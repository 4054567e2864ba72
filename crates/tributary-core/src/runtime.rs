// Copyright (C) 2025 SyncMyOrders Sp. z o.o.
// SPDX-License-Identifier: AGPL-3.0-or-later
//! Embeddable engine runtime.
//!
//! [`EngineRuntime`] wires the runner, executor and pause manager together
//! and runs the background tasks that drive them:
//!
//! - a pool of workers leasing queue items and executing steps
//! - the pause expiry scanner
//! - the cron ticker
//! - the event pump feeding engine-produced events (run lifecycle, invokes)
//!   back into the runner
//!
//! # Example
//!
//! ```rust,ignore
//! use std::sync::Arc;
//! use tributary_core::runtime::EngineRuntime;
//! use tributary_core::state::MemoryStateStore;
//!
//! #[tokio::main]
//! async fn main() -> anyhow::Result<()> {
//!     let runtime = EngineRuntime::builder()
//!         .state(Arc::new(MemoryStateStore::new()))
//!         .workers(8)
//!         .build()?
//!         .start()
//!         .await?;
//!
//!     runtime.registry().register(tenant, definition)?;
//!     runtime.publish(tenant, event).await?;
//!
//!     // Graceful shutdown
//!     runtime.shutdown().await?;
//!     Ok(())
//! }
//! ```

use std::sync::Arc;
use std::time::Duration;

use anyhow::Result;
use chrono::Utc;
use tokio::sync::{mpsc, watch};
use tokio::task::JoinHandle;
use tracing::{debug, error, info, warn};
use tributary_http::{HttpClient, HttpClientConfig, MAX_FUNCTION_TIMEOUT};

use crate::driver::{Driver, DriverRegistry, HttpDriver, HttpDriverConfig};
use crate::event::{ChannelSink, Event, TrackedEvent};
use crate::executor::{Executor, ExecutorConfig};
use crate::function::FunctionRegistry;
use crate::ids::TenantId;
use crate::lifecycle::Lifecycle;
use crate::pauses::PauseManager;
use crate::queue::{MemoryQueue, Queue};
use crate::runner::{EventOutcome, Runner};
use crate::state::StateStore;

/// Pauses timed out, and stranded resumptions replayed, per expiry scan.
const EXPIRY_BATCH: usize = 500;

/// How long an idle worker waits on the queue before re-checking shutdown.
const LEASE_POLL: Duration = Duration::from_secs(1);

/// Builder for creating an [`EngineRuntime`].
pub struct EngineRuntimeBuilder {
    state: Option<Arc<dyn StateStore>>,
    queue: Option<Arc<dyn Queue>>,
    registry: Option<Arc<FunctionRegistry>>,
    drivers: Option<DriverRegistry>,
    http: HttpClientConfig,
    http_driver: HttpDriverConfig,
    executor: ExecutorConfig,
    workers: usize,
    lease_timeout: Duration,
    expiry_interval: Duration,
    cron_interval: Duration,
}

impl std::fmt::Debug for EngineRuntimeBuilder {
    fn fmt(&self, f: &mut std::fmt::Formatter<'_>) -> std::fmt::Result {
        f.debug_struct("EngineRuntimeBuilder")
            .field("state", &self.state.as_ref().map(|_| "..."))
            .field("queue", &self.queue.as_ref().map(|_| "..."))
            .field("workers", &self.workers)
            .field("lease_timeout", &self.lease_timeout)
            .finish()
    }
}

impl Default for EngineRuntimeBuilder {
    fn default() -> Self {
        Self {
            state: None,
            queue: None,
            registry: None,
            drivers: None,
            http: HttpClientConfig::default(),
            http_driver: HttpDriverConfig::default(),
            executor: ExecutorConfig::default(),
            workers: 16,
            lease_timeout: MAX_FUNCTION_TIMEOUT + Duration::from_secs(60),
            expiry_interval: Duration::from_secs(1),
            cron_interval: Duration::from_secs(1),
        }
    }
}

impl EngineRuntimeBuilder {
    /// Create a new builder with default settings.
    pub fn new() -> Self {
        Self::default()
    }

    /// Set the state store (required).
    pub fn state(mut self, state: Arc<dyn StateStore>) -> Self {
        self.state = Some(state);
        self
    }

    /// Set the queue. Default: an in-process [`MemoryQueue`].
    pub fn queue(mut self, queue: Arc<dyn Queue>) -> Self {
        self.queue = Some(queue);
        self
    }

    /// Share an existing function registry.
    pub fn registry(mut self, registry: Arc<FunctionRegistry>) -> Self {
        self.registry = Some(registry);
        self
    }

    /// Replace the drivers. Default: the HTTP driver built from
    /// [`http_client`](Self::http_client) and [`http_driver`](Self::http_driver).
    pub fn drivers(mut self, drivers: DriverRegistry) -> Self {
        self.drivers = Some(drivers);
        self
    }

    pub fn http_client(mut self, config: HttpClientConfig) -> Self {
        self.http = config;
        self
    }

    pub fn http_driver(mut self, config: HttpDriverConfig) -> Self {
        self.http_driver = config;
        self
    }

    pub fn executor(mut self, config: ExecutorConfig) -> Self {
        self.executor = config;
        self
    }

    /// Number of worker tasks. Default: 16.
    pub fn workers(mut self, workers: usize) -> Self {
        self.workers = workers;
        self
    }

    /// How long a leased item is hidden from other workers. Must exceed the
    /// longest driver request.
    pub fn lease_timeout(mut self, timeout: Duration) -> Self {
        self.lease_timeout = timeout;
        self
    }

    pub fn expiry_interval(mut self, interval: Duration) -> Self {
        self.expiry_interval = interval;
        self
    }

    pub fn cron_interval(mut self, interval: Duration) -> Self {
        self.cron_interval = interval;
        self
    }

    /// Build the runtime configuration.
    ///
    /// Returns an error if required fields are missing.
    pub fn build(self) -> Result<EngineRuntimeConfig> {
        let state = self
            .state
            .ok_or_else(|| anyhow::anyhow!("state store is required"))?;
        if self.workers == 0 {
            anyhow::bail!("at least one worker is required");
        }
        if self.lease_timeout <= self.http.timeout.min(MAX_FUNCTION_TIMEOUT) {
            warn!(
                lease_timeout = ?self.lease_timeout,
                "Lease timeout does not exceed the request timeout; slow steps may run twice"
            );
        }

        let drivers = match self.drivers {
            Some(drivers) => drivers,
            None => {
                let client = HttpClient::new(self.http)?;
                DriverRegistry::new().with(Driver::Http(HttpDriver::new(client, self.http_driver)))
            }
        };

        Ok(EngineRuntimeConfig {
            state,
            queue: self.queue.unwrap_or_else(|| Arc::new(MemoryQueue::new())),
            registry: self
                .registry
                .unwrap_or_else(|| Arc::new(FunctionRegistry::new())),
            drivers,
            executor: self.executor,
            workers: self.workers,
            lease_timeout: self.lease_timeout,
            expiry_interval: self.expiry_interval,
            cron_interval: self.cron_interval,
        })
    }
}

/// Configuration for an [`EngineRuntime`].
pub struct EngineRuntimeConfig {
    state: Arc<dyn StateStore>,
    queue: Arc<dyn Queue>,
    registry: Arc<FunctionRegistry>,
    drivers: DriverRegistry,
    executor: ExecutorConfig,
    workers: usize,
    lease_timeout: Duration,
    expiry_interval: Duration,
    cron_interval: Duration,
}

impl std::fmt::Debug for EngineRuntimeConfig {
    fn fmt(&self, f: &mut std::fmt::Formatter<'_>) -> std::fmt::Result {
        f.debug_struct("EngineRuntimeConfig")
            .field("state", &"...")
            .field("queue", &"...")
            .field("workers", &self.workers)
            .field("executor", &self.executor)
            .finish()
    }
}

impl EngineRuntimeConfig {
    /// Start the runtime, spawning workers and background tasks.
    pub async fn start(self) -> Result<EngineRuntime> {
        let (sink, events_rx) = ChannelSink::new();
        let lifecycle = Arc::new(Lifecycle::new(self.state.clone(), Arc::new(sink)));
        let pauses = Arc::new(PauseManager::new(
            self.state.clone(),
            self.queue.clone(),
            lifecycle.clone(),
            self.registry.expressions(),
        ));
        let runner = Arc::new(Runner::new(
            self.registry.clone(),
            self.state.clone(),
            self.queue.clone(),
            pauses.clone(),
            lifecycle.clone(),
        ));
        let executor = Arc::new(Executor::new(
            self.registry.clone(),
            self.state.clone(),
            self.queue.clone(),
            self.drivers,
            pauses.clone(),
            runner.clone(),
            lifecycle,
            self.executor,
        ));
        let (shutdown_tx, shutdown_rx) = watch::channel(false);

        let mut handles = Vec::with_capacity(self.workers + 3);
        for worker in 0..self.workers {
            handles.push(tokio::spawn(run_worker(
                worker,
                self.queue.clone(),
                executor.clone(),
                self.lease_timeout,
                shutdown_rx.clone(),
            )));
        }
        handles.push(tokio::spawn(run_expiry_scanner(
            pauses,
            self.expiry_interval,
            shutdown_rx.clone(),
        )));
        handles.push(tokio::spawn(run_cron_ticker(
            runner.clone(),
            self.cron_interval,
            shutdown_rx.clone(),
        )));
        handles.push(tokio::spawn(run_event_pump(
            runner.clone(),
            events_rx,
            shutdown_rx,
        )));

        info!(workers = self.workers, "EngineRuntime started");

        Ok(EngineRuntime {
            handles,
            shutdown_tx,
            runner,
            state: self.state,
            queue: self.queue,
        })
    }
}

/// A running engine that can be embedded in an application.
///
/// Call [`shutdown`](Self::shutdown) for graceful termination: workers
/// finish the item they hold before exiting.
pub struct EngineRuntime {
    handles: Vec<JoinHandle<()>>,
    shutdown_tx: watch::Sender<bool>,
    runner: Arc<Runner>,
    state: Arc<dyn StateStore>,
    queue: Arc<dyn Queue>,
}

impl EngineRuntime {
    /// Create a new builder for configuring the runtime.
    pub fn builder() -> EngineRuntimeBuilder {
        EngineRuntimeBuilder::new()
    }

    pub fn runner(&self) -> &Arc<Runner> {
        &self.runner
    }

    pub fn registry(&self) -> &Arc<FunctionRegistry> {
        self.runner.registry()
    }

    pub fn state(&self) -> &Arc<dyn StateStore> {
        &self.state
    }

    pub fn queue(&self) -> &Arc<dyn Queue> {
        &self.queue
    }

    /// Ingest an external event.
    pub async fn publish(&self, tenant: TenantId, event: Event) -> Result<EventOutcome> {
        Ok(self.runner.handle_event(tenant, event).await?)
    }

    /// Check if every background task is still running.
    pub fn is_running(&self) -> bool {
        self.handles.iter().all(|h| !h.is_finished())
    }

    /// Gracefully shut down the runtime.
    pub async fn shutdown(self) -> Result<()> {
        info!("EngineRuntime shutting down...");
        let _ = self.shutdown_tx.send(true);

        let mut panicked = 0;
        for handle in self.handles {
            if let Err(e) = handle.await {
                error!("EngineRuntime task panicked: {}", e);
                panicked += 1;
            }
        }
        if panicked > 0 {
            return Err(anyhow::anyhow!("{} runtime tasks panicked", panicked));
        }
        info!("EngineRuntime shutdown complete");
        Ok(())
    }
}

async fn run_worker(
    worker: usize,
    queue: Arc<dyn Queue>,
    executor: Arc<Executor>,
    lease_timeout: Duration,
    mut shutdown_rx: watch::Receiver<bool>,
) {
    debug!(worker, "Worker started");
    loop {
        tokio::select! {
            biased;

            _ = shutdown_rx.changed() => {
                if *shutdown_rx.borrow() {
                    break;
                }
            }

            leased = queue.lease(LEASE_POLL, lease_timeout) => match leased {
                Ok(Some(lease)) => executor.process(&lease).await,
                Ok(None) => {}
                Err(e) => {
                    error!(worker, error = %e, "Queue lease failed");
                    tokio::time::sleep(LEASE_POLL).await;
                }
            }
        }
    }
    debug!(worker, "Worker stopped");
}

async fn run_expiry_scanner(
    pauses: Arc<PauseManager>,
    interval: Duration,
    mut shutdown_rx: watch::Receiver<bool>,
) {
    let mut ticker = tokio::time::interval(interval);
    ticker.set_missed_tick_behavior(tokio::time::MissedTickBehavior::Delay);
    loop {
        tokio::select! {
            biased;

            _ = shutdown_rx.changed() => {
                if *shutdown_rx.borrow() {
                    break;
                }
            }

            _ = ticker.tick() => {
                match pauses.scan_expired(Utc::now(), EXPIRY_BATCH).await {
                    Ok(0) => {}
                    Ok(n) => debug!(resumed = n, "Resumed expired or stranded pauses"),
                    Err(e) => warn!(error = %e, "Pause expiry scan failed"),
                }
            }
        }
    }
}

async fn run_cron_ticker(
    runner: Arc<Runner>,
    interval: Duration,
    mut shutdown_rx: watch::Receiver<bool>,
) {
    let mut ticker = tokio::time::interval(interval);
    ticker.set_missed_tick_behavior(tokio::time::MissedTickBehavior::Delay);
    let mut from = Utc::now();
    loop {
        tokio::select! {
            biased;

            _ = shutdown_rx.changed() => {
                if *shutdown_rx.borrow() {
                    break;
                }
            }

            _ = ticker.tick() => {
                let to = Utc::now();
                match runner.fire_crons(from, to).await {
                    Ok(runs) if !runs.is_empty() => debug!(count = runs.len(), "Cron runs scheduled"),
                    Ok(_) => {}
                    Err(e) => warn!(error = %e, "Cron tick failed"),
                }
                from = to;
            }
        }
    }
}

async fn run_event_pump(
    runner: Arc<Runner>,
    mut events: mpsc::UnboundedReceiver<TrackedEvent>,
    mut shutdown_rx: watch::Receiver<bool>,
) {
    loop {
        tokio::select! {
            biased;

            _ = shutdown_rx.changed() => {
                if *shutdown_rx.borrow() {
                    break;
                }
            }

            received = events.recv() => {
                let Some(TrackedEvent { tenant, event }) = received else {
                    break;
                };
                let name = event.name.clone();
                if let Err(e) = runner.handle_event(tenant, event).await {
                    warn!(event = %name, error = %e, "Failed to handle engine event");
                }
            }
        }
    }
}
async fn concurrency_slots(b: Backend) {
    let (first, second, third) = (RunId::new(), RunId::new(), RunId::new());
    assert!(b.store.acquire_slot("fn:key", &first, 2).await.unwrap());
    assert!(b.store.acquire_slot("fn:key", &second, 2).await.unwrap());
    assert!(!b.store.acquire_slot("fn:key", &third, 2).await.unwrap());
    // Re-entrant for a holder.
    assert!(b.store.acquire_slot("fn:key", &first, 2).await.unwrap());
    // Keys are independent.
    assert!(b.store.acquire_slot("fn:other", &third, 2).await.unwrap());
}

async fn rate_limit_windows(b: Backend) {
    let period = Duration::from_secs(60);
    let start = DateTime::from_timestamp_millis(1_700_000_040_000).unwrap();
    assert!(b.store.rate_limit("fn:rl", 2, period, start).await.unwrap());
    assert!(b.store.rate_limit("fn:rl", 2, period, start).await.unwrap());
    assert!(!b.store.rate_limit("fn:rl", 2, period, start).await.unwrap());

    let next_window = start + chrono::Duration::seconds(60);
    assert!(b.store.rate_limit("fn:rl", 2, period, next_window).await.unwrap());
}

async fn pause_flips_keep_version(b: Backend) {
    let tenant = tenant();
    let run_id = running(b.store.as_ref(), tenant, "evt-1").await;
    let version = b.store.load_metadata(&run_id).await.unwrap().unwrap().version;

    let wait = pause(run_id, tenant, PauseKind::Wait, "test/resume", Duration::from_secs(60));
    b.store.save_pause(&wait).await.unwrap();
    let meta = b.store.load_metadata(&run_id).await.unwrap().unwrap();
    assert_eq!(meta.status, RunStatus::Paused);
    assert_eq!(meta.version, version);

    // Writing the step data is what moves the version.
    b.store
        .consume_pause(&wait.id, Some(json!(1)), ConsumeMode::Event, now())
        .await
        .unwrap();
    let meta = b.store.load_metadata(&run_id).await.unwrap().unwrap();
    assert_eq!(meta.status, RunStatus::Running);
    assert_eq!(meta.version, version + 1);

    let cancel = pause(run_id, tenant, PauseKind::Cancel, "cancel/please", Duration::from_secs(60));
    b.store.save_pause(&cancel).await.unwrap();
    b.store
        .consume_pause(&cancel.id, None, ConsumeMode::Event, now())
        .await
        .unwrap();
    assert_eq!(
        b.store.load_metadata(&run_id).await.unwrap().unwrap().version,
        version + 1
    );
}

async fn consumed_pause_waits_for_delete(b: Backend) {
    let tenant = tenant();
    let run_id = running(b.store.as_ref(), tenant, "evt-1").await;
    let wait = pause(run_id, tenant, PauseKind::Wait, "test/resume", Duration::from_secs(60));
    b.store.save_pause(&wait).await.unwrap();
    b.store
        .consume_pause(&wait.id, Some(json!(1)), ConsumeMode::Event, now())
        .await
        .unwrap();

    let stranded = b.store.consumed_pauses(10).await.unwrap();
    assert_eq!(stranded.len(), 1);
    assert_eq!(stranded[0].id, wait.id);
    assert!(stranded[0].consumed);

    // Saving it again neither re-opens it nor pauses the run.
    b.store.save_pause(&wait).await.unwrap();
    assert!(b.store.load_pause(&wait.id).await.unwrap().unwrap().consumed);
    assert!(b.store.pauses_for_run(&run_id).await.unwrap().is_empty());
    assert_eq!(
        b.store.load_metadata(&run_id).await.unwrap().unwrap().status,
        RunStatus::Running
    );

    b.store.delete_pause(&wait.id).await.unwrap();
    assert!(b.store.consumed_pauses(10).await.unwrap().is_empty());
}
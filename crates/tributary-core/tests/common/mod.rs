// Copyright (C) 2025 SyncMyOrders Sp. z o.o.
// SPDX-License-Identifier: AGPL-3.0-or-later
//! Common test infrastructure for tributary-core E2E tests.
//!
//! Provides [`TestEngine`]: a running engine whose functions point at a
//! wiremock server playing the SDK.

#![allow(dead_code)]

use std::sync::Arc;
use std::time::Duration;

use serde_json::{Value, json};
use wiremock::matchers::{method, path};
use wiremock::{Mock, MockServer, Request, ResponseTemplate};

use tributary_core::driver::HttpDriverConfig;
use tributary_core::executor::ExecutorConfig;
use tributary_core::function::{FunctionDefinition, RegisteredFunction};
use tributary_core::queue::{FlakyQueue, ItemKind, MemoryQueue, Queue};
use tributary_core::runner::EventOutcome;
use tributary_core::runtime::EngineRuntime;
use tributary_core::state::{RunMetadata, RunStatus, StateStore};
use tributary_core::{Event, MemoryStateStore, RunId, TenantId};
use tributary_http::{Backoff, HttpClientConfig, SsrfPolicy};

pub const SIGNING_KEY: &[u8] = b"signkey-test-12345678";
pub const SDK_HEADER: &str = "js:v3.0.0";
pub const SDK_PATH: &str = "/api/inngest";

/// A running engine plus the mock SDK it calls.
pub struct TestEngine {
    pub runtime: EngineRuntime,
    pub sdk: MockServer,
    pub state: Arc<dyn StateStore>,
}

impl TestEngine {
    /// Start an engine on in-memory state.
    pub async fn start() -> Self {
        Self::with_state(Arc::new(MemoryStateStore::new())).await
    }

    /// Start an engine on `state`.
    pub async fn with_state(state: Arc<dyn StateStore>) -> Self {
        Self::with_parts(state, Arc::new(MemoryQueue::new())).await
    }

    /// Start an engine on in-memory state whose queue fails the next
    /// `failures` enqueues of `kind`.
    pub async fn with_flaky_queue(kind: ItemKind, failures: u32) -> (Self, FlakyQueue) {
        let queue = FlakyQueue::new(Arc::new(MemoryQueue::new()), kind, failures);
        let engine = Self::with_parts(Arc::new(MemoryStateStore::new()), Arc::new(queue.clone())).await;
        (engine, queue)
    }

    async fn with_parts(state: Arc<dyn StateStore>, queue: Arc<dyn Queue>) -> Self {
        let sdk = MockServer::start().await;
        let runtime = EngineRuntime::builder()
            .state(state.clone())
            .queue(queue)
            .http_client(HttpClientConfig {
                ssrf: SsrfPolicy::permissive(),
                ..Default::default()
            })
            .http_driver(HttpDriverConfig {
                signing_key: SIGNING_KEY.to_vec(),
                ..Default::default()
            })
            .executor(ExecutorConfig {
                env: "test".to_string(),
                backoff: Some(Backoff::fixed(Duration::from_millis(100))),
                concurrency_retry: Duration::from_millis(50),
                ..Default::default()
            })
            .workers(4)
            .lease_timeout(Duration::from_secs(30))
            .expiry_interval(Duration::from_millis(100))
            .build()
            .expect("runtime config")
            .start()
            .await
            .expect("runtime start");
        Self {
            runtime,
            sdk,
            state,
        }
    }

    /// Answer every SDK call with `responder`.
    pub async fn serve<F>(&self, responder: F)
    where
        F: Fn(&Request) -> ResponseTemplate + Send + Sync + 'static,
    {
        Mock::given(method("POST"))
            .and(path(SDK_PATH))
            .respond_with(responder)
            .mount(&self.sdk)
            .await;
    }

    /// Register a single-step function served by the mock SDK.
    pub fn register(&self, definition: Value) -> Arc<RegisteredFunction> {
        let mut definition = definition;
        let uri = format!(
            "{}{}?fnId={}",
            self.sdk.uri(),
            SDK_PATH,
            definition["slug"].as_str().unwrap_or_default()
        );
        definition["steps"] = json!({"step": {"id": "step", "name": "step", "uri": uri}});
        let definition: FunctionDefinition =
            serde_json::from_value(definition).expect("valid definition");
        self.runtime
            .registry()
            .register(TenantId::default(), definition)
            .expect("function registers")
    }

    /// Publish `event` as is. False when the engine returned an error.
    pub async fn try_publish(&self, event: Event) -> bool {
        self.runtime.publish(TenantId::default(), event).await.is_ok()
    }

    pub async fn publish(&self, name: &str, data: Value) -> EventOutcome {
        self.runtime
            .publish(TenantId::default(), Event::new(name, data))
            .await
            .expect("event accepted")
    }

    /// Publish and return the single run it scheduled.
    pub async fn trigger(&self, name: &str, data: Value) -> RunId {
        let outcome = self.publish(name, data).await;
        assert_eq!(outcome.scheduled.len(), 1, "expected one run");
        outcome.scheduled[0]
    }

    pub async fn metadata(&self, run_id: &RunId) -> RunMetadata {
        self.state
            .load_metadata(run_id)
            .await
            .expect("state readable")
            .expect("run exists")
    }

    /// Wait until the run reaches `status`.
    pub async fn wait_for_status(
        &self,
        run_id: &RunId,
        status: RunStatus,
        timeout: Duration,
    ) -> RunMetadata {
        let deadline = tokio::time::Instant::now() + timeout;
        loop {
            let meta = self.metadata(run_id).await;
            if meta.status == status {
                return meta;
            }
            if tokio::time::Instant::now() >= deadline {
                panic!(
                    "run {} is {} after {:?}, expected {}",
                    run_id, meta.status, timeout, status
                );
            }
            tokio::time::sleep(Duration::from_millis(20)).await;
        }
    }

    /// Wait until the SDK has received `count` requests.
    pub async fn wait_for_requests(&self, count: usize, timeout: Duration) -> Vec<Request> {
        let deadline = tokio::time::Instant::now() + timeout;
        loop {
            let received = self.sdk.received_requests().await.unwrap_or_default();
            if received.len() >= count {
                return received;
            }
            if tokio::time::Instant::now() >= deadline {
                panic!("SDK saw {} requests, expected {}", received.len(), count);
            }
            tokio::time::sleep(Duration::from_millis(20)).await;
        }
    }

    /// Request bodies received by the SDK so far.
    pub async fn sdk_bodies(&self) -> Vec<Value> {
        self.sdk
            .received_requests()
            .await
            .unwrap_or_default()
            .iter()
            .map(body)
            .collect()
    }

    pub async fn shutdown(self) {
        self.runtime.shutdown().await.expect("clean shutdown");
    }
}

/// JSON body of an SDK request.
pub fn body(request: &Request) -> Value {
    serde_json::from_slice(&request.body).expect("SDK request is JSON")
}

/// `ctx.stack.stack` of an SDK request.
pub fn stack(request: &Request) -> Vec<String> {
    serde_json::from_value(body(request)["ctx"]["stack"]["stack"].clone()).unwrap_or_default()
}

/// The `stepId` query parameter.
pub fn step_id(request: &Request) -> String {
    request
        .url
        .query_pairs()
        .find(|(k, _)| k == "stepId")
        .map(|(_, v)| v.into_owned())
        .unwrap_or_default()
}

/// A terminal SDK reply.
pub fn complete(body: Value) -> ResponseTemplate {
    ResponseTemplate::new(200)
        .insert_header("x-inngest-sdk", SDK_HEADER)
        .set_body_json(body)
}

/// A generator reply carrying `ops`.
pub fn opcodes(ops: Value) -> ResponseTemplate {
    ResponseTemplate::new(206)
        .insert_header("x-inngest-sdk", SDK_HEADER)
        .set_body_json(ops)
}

## PROBLEM TO WORK ON:
Going through the material above, work out how many lines contain the string "const" and give only that figure.

## RESULT OF THIS EXERCISE:
5